Study material:
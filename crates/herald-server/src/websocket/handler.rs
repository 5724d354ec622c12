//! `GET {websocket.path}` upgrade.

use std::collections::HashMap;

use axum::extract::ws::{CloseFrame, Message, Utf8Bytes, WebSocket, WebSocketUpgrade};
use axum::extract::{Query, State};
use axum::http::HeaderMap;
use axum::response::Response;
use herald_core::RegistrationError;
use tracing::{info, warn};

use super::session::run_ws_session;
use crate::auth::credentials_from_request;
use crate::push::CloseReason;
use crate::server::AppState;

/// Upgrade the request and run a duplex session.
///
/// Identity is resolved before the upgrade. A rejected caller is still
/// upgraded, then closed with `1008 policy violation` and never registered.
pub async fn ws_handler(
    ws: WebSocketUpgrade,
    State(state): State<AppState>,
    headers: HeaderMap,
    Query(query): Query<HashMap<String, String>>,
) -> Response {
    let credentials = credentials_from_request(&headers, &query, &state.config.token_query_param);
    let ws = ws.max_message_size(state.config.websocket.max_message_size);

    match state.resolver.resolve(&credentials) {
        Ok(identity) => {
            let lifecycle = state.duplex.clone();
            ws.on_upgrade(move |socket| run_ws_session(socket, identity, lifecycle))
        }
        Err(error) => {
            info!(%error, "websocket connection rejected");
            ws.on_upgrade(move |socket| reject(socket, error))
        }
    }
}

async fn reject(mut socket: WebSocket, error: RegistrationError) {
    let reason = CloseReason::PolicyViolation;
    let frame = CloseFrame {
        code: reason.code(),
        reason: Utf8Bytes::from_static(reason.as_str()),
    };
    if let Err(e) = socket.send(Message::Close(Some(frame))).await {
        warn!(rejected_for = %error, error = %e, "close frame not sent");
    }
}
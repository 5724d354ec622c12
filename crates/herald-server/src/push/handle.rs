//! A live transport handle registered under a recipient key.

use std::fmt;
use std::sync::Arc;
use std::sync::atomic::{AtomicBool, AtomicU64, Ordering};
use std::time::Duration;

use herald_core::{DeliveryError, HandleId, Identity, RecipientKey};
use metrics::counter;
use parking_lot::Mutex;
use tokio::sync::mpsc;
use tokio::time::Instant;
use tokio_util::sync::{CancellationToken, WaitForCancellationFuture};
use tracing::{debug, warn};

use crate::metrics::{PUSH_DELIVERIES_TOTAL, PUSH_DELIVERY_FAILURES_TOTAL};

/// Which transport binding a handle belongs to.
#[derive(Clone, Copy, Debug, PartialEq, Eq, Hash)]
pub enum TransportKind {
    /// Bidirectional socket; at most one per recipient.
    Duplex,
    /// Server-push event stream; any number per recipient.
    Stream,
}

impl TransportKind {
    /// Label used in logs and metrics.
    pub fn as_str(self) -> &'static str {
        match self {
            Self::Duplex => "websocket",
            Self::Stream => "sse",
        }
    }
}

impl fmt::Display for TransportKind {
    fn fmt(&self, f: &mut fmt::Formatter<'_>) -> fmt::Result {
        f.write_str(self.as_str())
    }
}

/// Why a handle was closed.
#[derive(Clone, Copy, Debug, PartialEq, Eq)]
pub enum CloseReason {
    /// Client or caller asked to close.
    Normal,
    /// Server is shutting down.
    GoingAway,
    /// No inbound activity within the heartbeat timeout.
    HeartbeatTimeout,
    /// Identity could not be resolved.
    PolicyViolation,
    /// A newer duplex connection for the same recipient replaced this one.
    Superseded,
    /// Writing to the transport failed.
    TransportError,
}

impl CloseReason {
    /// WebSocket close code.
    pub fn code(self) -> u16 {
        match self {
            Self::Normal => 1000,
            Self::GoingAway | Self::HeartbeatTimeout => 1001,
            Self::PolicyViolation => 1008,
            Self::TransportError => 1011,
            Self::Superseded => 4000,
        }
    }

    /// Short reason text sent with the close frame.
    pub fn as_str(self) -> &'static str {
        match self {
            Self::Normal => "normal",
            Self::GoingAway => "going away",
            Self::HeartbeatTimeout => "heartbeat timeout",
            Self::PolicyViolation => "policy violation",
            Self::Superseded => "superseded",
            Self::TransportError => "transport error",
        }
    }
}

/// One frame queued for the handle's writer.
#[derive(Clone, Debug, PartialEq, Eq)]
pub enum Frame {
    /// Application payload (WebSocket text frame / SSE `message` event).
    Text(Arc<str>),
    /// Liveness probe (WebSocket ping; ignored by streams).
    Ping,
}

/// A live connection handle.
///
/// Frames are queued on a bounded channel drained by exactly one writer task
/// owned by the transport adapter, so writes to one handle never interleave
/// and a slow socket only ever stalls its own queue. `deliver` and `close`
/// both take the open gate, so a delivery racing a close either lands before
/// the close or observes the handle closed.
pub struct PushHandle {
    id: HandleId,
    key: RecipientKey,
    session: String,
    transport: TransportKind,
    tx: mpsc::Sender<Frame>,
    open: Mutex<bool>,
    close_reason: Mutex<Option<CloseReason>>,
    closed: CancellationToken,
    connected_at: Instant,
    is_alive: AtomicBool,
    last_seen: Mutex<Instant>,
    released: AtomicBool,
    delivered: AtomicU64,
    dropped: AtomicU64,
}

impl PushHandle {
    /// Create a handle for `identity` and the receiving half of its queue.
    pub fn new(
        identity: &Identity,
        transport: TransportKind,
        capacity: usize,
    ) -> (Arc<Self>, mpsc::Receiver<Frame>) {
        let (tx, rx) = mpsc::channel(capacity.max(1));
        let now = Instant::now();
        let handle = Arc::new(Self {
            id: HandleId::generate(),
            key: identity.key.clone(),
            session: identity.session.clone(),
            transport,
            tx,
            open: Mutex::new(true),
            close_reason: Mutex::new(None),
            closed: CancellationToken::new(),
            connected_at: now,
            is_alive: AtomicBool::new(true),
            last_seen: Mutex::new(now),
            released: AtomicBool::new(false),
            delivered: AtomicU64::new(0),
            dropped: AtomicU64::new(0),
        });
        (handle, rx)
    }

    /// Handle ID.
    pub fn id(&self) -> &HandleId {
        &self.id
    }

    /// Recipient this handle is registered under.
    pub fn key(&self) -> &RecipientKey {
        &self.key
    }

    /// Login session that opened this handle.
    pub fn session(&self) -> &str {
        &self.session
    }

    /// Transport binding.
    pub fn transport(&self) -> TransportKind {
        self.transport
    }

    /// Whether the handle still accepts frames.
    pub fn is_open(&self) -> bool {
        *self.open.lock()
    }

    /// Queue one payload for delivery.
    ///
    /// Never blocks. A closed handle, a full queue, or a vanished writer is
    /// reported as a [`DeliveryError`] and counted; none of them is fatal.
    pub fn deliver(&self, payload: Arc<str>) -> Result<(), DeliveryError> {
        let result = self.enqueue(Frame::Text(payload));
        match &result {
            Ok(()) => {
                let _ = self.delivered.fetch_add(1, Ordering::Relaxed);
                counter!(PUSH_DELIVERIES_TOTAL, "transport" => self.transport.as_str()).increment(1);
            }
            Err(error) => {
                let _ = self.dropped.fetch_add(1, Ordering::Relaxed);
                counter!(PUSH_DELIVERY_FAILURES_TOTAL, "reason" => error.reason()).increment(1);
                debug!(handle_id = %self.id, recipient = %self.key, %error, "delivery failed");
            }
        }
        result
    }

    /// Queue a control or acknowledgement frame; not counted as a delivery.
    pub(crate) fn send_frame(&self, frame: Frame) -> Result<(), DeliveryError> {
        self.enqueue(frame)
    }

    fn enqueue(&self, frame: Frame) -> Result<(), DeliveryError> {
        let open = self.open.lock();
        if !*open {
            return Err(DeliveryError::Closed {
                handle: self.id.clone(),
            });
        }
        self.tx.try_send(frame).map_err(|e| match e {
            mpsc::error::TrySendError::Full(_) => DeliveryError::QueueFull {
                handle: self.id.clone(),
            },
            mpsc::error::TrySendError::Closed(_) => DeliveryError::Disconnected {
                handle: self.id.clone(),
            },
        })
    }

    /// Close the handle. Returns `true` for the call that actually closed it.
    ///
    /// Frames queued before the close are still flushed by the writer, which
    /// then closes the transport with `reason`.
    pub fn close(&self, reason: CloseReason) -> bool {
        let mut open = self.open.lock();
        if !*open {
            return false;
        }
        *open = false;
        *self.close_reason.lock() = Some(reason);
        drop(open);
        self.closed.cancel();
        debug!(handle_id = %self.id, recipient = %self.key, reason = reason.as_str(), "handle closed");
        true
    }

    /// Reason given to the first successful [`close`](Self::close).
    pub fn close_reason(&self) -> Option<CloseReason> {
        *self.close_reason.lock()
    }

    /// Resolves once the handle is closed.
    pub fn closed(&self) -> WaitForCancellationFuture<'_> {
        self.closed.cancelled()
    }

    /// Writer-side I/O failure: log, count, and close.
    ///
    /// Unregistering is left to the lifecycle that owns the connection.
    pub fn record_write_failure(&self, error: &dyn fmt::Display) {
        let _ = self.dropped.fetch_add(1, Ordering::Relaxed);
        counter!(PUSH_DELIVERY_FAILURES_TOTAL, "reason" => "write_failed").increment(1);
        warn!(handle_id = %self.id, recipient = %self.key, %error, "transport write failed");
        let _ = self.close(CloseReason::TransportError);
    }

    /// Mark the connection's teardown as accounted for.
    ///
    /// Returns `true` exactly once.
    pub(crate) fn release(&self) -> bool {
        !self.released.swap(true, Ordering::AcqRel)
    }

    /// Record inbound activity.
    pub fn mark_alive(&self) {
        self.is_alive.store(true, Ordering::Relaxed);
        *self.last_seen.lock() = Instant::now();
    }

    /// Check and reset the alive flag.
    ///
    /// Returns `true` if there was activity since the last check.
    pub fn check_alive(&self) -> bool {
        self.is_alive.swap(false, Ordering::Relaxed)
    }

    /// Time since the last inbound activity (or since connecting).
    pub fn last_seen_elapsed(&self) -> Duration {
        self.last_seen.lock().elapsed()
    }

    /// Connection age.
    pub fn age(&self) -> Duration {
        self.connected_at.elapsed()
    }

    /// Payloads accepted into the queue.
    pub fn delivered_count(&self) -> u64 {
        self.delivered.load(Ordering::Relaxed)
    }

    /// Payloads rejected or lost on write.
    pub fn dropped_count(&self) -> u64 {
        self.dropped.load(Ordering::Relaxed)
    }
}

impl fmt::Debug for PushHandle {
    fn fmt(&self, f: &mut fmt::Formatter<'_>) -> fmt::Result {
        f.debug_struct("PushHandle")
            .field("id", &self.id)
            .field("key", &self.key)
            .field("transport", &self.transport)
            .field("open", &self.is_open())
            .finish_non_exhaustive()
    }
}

Activity: From the first line of the listing above to the line with "use axum::response::Response;", please transcribe each line exactly, both ends included, and nothing beyond that.

Task response:
filename crates/herald-server/src/websocket/handler.rs
repository 5724d354ec622c12
//! `GET {websocket.path}` upgrade.

use std::collections::HashMap;

use axum::extract::ws::{CloseFrame, Message, Utf8Bytes, WebSocket, WebSocketUpgrade};
use axum::extract::{Query, State};
use axum::http::HeaderMap;
use axum::response::Response;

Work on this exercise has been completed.